After transferring the Republic of Vietnam's last naval vessels to the control of the U.S. Navy, Kiem moved to the United States where he has resided since, having been granted citizenship after requesting political asylum. He worked as a teacher and cost engineer before his retirement in 1997.

==Early life==
Kiem was born in Hanoi, and by the age of 13 was a scout for the Viet Minh, fighting for Vietnam's independence from French colonial rule. Following the end of the First Indochina War, Kiem was sent to France to be trained at the École Navale in Brest.

== Career ==
Kiem was the commander of the submarine chaser Van Don (HQ-06) during the 1963 coup. He later served as the Commandant of the Vietnamese Midshipman’s School, Chief of Staff of the Mobile Riverine Force, District Commander of the IV Naval Zone, and Deputy Chief of Staff (Operations).

With the help of Richard L. Armitage, Kiem secretly organised the evacuation of the Republic of Vietnam Navy fleet of 32 ships accompanied by several cargo ships and fishing boats with over 30,000 naval personnel and their families aboard. This fleet left Saigon on 30 April 1975, and the next day rendezvoused with off Côn Sơn Island to be escorted to the Philippines.

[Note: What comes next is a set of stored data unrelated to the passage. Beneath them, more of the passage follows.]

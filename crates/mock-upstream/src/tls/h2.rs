use bytes::Bytes;
use http_body_util::Full;
use hyper::{
    body::Incoming,
    header::{HeaderValue, CONTENT_TYPE},
    server::conn::http2,
    service::service_fn,
    Request, Response,
};
use hyper_util::rt::{TokioExecutor, TokioIo};
use std::convert::Infallible;
use tokio::net::TcpListener;
use tokio_rustls::TlsAcceptor;
use tracing::{debug, error, info};

/// Every request, whatever the method or path, gets `body` as text/plain.
async fn greet(_req: Request<Incoming>, body: Bytes) -> Result<Response<Full<Bytes>>, Infallible> {
    let mut response = Response::new(Full::new(body));
    response
        .headers_mut()
        .insert(CONTENT_TYPE, HeaderValue::from_static("text/plain"));
    Ok(response)
}

/// Accept loop for the HTTP/2-over-TLS listener. Runs until the task is dropped.
pub async fn serve(listener: TcpListener, acceptor: TlsAcceptor, body: Bytes) {
    if let Ok(addr) = listener.local_addr() {
        info!("HTTP/2 listener on https://{}", addr);
    }

    loop {
        let (stream, peer) = match listener.accept().await {
            Ok(accepted) => accepted,
            Err(e) => {
                error!("HTTP/2 accept error: {}", e);
                continue;
            }
        };
        stream.set_nodelay(true).ok();

        let acceptor = acceptor.clone();
        let body = body.clone();
        tokio::spawn(async move {
            let tls = match acceptor.accept(stream).await {
                Ok(tls) => tls,
                Err(e) => {
                    debug!("TLS handshake with {} failed: {}", peer, e);
                    return;
                }
            };

            let service = service_fn(move |req| greet(req, body.clone()));
            if let Err(e) = http2::Builder::new(TokioExecutor::new())
                .serve_connection(TokioIo::new(tls), service)
                .await
            {
                debug!("HTTP/2 connection with {} ended: {}", peer, e);
            }
        });
    }
}
use std::sync::atomic::{AtomicU64, Ordering};
use std::time::Instant;

pub struct Metrics {
    started: Instant,
    pub requests_total: AtomicU64,
    pub simulated_failures_total: AtomicU64,
    pub fixture_misses_total: AtomicU64,
}

impl Default for Metrics {
    fn default() -> Self {
        Self::new()
    }
}

impl Metrics {
    pub fn new() -> Self {
        Self {
            started: Instant::now(),
            requests_total: AtomicU64::new(0),
            simulated_failures_total: AtomicU64::new(0),
            fixture_misses_total: AtomicU64::new(0),
        }
    }

    pub fn uptime_ms(&self) -> u64 {
        u64::try_from(self.started.elapsed().as_millis()).unwrap_or(u64::MAX)
    }

    pub fn inc_request(&self) {
        self.requests_total.fetch_add(1, Ordering::Relaxed);
    }
    pub fn inc_simulated_failure(&self) {
        self.simulated_failures_total.fetch_add(1, Ordering::Relaxed);
    }
    pub fn inc_fixture_miss(&self) {
        self.fixture_misses_total.fetch_add(1, Ordering::Relaxed);
    }

    pub fn requests(&self) -> u64 {
        self.requests_total.load(Ordering::Relaxed)
    }
    pub fn simulated_failures(&self) -> u64 {
        self.simulated_failures_total.load(Ordering::Relaxed)
    }
    pub fn fixture_misses(&self) -> u64 {
        self.fixture_misses_total.load(Ordering::Relaxed)
    }
}
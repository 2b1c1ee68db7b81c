//! Telemetry setup

use tracing_subscriber::{fmt, layer::SubscriberExt, util::SubscriberInitExt, EnvFilter};

const DEFAULT_FILTER: &str = "info,mock_upstream=debug";

/// Reads `RUST_LOG` at call time, so `.env` must already be loaded.
pub fn env_filter() -> EnvFilter {
    EnvFilter::try_from_default_env().unwrap_or_else(|_| EnvFilter::new(DEFAULT_FILTER))
}

/// JSON logs on stderr. Stdout is reserved for the per-request markers.
pub fn init_telemetry() {
    tracing_subscriber::registry()
        .with(env_filter())
        .with(
            fmt::layer()
                .json()
                .with_target(true)
                .with_writer(std::io::stderr),
        )
        .init();
}
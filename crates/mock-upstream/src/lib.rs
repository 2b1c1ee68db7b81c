//! # Mock Upstream
//!
//! A deliberately simple HTTP upstream for exercising a benchmark client:
//! canned fixtures, a cookie session counter, a flaky endpoint, artificial
//! latency and an optional HTTP/2-over-TLS listener.

pub mod cli;
pub mod config;
pub mod handlers;
pub mod metrics;
pub mod middleware;
pub mod models;
pub mod router;
pub mod server;
pub mod services;
pub mod state;
pub mod telemetry;
pub mod tls;
pub mod utils;
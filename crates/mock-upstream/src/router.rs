use axum::{
    middleware,
    routing::{get, post},
    Router,
};
use tower_http::trace::{DefaultMakeSpan, TraceLayer};
use tower_sessions::{Expiry, MemoryStore, SessionManagerLayer};

use crate::config::{SessionConfig, Variant};
use crate::handlers::{api, delayed, health, session};
use crate::middleware::track_requests;
use crate::state::AppState;

/// Builds the HTTP/1 application for the variant held in `state`.
pub fn build_router(state: AppState) -> Router {
    let routes = match state.variant {
        Variant::Session => session_routes(),
        Variant::Api => session_routes()
            .merge(api_routes())
            .fallback(api::any_fixture),
        Variant::Delayed => Router::new().fallback(delayed::empty_object),
    };

    Router::new()
        .route("/health", get(health::health_check))
        .merge(routes)
        .layer(middleware::from_fn_with_state(
            state.metrics.clone(),
            track_requests,
        ))
        .layer(session_layer(&state.settings.session))
        .layer(
            TraceLayer::new_for_http()
                .make_span_with(DefaultMakeSpan::default().include_headers(true)),
        )
        .with_state(state)
}

fn session_routes() -> Router<AppState> {
    Router::new()
        .route("/", get(session::root).delete(session::reset))
        .route("/login", get(session::login))
        .route("/counter", get(session::counter))
}

fn api_routes() -> Router<AppState> {
    Router::new()
        .route("/api/users.json", get(api::list_users))
        .route("/api/users", post(api::create_user))
        .route(
            "/api/users/{id}",
            get(api::show_user)
                .put(api::update_user)
                .delete(api::delete_user),
        )
        .route("/api/organizations", get(api::list_organizations))
        .route("/api/account", get(api::show_account))
        .route("/api/comments", get(api::list_comments))
        .route("/api/transactions", post(api::create_transaction))
}

/// In-memory session store; the cookie is only sent once a handler writes.
pub fn session_layer(cfg: &SessionConfig) -> SessionManagerLayer<MemoryStore> {
    let layer = SessionManagerLayer::new(MemoryStore::default())
        .with_name(cfg.cookie_name.clone())
        .with_secure(false)
        .with_http_only(true);

    match cfg.idle_timeout_secs {
        Some(secs) => layer.with_expiry(Expiry::OnInactivity(time::Duration::seconds(
            i64::from(secs),
        ))),
        None => layer,
    }
}
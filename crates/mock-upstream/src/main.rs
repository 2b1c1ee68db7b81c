use anyhow::Result;
use clap::Parser;
use tracing::info;

use mock_upstream::{cli::Cli, config::Settings, server, telemetry};

#[tokio::main]
async fn main() -> Result<()> {
    // Load .env before the log filter reads RUST_LOG
    dotenvy::dotenv().ok();
    let cli = Cli::parse();

    // Initialize logging
    telemetry::init_telemetry();

    info!("Starting mock upstream ({})...", cli.variant);

    // Load configuration
    let mut settings = Settings::load(cli.variant)?;
    cli.apply(&mut settings);
    info!("Configuration loaded");

    server::run(settings, cli.variant).await
}
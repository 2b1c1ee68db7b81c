use axum::{
    extract::{FromRequest, Request},
    http::header::CONTENT_TYPE,
    Form, Json,
};
use serde::Deserialize;
use serde_json::Value;
use std::collections::HashMap;

use crate::utils::ApiError;

/// The only `a` + `b` concatenation the transactions endpoint accepts.
pub const EXPECTED_SUM: &str = "123";

/// Body of `POST /api/transactions`, accepted as JSON or as a urlencoded form.
#[derive(Debug, Clone, Default, Deserialize)]
pub struct TransactionBody {
    #[serde(default)]
    pub a: Option<Value>,
    #[serde(default)]
    pub b: Option<Value>,
}

impl TransactionBody {
    pub fn new(a: impl Into<Value>, b: impl Into<Value>) -> Self {
        Self {
            a: Some(a.into()),
            b: Some(b.into()),
        }
    }

    /// `a` and `b` rendered as text and joined. `None` when either is
    /// missing or is not a scalar.
    pub fn concatenated(&self) -> Option<String> {
        let a = fragment(self.a.as_ref()?)?;
        let b = fragment(self.b.as_ref()?)?;
        Some(a + &b)
    }

    pub fn is_valid(&self) -> bool {
        self.concatenated().as_deref() == Some(EXPECTED_SUM)
    }
}

fn fragment(value: &Value) -> Option<String> {
    match value {
        Value::String(s) => Some(s.clone()),
        Value::Number(n) => Some(n.to_string()),
        Value::Bool(b) => Some(b.to_string()),
        Value::Null | Value::Array(_) | Value::Object(_) => None,
    }
}

impl<S> FromRequest<S> for TransactionBody
where
    S: Send + Sync,
{
    type Rejection = ApiError;

    async fn from_request(req: Request, state: &S) -> Result<Self, Self::Rejection> {
        let content_type = req
            .headers()
            .get(CONTENT_TYPE)
            .and_then(|v| v.to_str().ok())
            .unwrap_or_default()
            .to_ascii_lowercase();

        if content_type.starts_with("application/json") {
            let Json(body) = Json::<TransactionBody>::from_request(req, state)
                .await
                .map_err(|e| ApiError::InvalidTransaction(e.body_text()))?;
            Ok(body)
        } else if content_type.starts_with("application/x-www-form-urlencoded") {
            let Form(mut fields) = Form::<HashMap<String, String>>::from_request(req, state)
                .await
                .map_err(|e| ApiError::InvalidTransaction(e.body_text()))?;
            Ok(Self {
                a: fields.remove("a").map(Value::String),
                b: fields.remove("b").map(Value::String),
            })
        } else {
            Err(ApiError::InvalidTransaction(format!(
                "unsupported content type '{}'",
                content_type
            )))
        }
    }
}

#[cfg(test)]
mod tests {
    use super::*;
    use serde_json::json;

    #[test]
    fn string_fields_concatenate() {
        assert!(TransactionBody::new("1", "23").is_valid());
        assert!(TransactionBody::new("12", "3").is_valid());
        assert!(TransactionBody::new("", "123").is_valid());
        assert!(!TransactionBody::new("3", "21").is_valid());
        assert!(!TransactionBody::new("1", "2").is_valid());
    }

    #[test]
    fn numbers_are_rendered_as_text() {
        assert!(TransactionBody::new(json!(12), json!(3)).is_valid());
        assert!(TransactionBody::new(json!(1), "23").is_valid());
        assert!(!TransactionBody::new(json!(1.5), json!(23)).is_valid());
    }

    #[test]
    fn missing_or_structured_fields_fail() {
        assert_eq!(TransactionBody::default().concatenated(), None);

        let only_a = TransactionBody {
            a: Some(json!("123")),
            b: None,
        };
        assert!(!only_a.is_valid());

        let nested = TransactionBody::new(json!(["1"]), "23");
        assert_eq!(nested.concatenated(), None);

        let null = TransactionBody::new(Value::Null, "123");
        assert!(!null.is_valid());
    }
}
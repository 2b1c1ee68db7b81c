use axum::{
    extract::State,
    http::{Method, StatusCode},
    response::{IntoResponse, Response},
    Json,
};
use serde_json::json;

use crate::state::AppState;

/// GET on any path: waits the configured delay, answers `{}`.
/// HEAD answers at once with no body; other methods are 501.
pub async fn empty_object(State(state): State<AppState>, method: Method) -> Response {
    match method {
        Method::GET => {
            state.pacer.pace('.').await;
            Json(json!({})).into_response()
        }
        Method::HEAD => StatusCode::OK.into_response(),
        _ => StatusCode::NOT_IMPLEMENTED.into_response(),
    }
}
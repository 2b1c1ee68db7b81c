use rand::Rng;

/// Decides when the flaky endpoint pretends the upstream fell over.
///
/// A request fails when a uniform draw from `0..one_in` lands on zero, so the
/// long-run failure rate is `1 / one_in`. `one_in == 0` never fails.
#[derive(Debug, Clone, Copy)]
pub struct FailureGate {
    one_in: u32,
}

impl FailureGate {
    pub fn new(one_in: u32) -> Self {
        Self { one_in }
    }

    pub fn one_in(&self) -> u32 {
        self.one_in
    }

    pub fn should_fail<R: Rng + ?Sized>(&self, rng: &mut R) -> bool {
        match self.one_in {
            0 => false,
            n => rng.random_range(0..n) == 0,
        }
    }

    /// Draws from the thread-local generator.
    pub fn roll(&self) -> bool {
        self.should_fail(&mut rand::rng())
    }
}
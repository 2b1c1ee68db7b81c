use rcgen::{generate_simple_self_signed, CertifiedKey};
use rustls::pki_types::{pem::PemObject, CertificateDer, PrivateKeyDer};
use rustls::ServerConfig;
use std::fs;
use std::path::{Path, PathBuf};
use std::sync::Arc;
use thiserror::Error;
use tracing::info;

#[derive(Error, Debug)]
pub enum CertError {
    #[error("Certificate generation failed: {0}")]
    Generate(#[from] rcgen::Error),

    #[error("Certificate I/O on {path}: {source}")]
    Io {
        path: PathBuf,
        #[source]
        source: std::io::Error,
    },

    #[error("Invalid PEM in {path}: {message}")]
    Pem { path: PathBuf, message: String },

    #[error("No certificate found in {0}")]
    EmptyChain(PathBuf),

    #[error("TLS configuration error: {0}")]
    Tls(#[from] rustls::Error),
}

/// Where the listener's certificate and private key live on disk.
#[derive(Debug, Clone)]
pub struct CertPaths {
    pub cert: PathBuf,
    pub key: PathBuf,
}

impl CertPaths {
    pub fn new(cert: impl Into<PathBuf>, key: impl Into<PathBuf>) -> Self {
        Self {
            cert: cert.into(),
            key: key.into(),
        }
    }

    pub fn exist(&self) -> bool {
        self.cert.is_file() && self.key.is_file()
    }
}

/// Generates a self-signed pair unless both files are already present.
/// Returns `true` when new files were written.
pub fn ensure_self_signed(paths: &CertPaths, subject_alt_names: &[String]) -> Result<bool, CertError> {
    if paths.exist() {
        return Ok(false);
    }

    let CertifiedKey { cert, key_pair } = generate_simple_self_signed(subject_alt_names.to_vec())?;

    write_pem(&paths.cert, cert.pem().as_bytes())?;
    write_pem(&paths.key, key_pair.serialize_pem().as_bytes())?;

    info!(
        "Generated self-signed certificate {} for {:?}",
        paths.cert.display(),
        subject_alt_names
    );
    Ok(true)
}

fn write_pem(path: &Path, contents: &[u8]) -> Result<(), CertError> {
    let io_err = |source| CertError::Io {
        path: path.to_path_buf(),
        source,
    };

    if let Some(parent) = path.parent() {
        if !parent.as_os_str().is_empty() {
            fs::create_dir_all(parent).map_err(io_err)?;
        }
    }
    fs::write(path, contents).map_err(io_err)
}

pub fn load_certs(path: &Path) -> Result<Vec<CertificateDer<'static>>, CertError> {
    let pem_err = |e: rustls::pki_types::pem::Error| CertError::Pem {
        path: path.to_path_buf(),
        message: format!("{:?}", e),
    };

    let certs = CertificateDer::pem_file_iter(path)
        .map_err(pem_err)?
        .collect::<Result<Vec<_>, _>>()
        .map_err(pem_err)?;

    if certs.is_empty() {
        return Err(CertError::EmptyChain(path.to_path_buf()));
    }
    Ok(certs)
}

pub fn load_key(path: &Path) -> Result<PrivateKeyDer<'static>, CertError> {
    PrivateKeyDer::from_pem_file(path).map_err(|e| CertError::Pem {
        path: path.to_path_buf(),
        message: format!("{:?}", e),
    })
}

/// rustls server config advertising only `h2` over ALPN.
pub fn server_config(paths: &CertPaths) -> Result<Arc<ServerConfig>, CertError> {
    let certs = load_certs(&paths.cert)?;
    let key = load_key(&paths.key)?;

    let mut config = ServerConfig::builder()
        .with_no_client_auth()
        .with_single_cert(certs, key)?;
    config.alpn_protocols = vec![b"h2".to_vec()];

    Ok(Arc::new(config))
}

After settling in the United States after receiving political asylum, Kiem taught high school math and science, studied in the MBA program at the University of New Orleans, and worked as a cost engineer for the Louisiana utility company Entergy for more than twenty years.

== Retirement ==
Since retirement in 1997, he has been active as a leader in the New Orleans Vietnamese community and has lectured frequently on the Vietnam War at local universities and before veterans groups.

Kiem's wartime memoirs, co-authored with Julie Kane, was published in May 1998 and entitled Counterpart: A South Vietnamese Naval Officer's War.

== Family ==
He and his wife of thirty-nine years Thom Le Do, have five children, and six American-born grandchildren.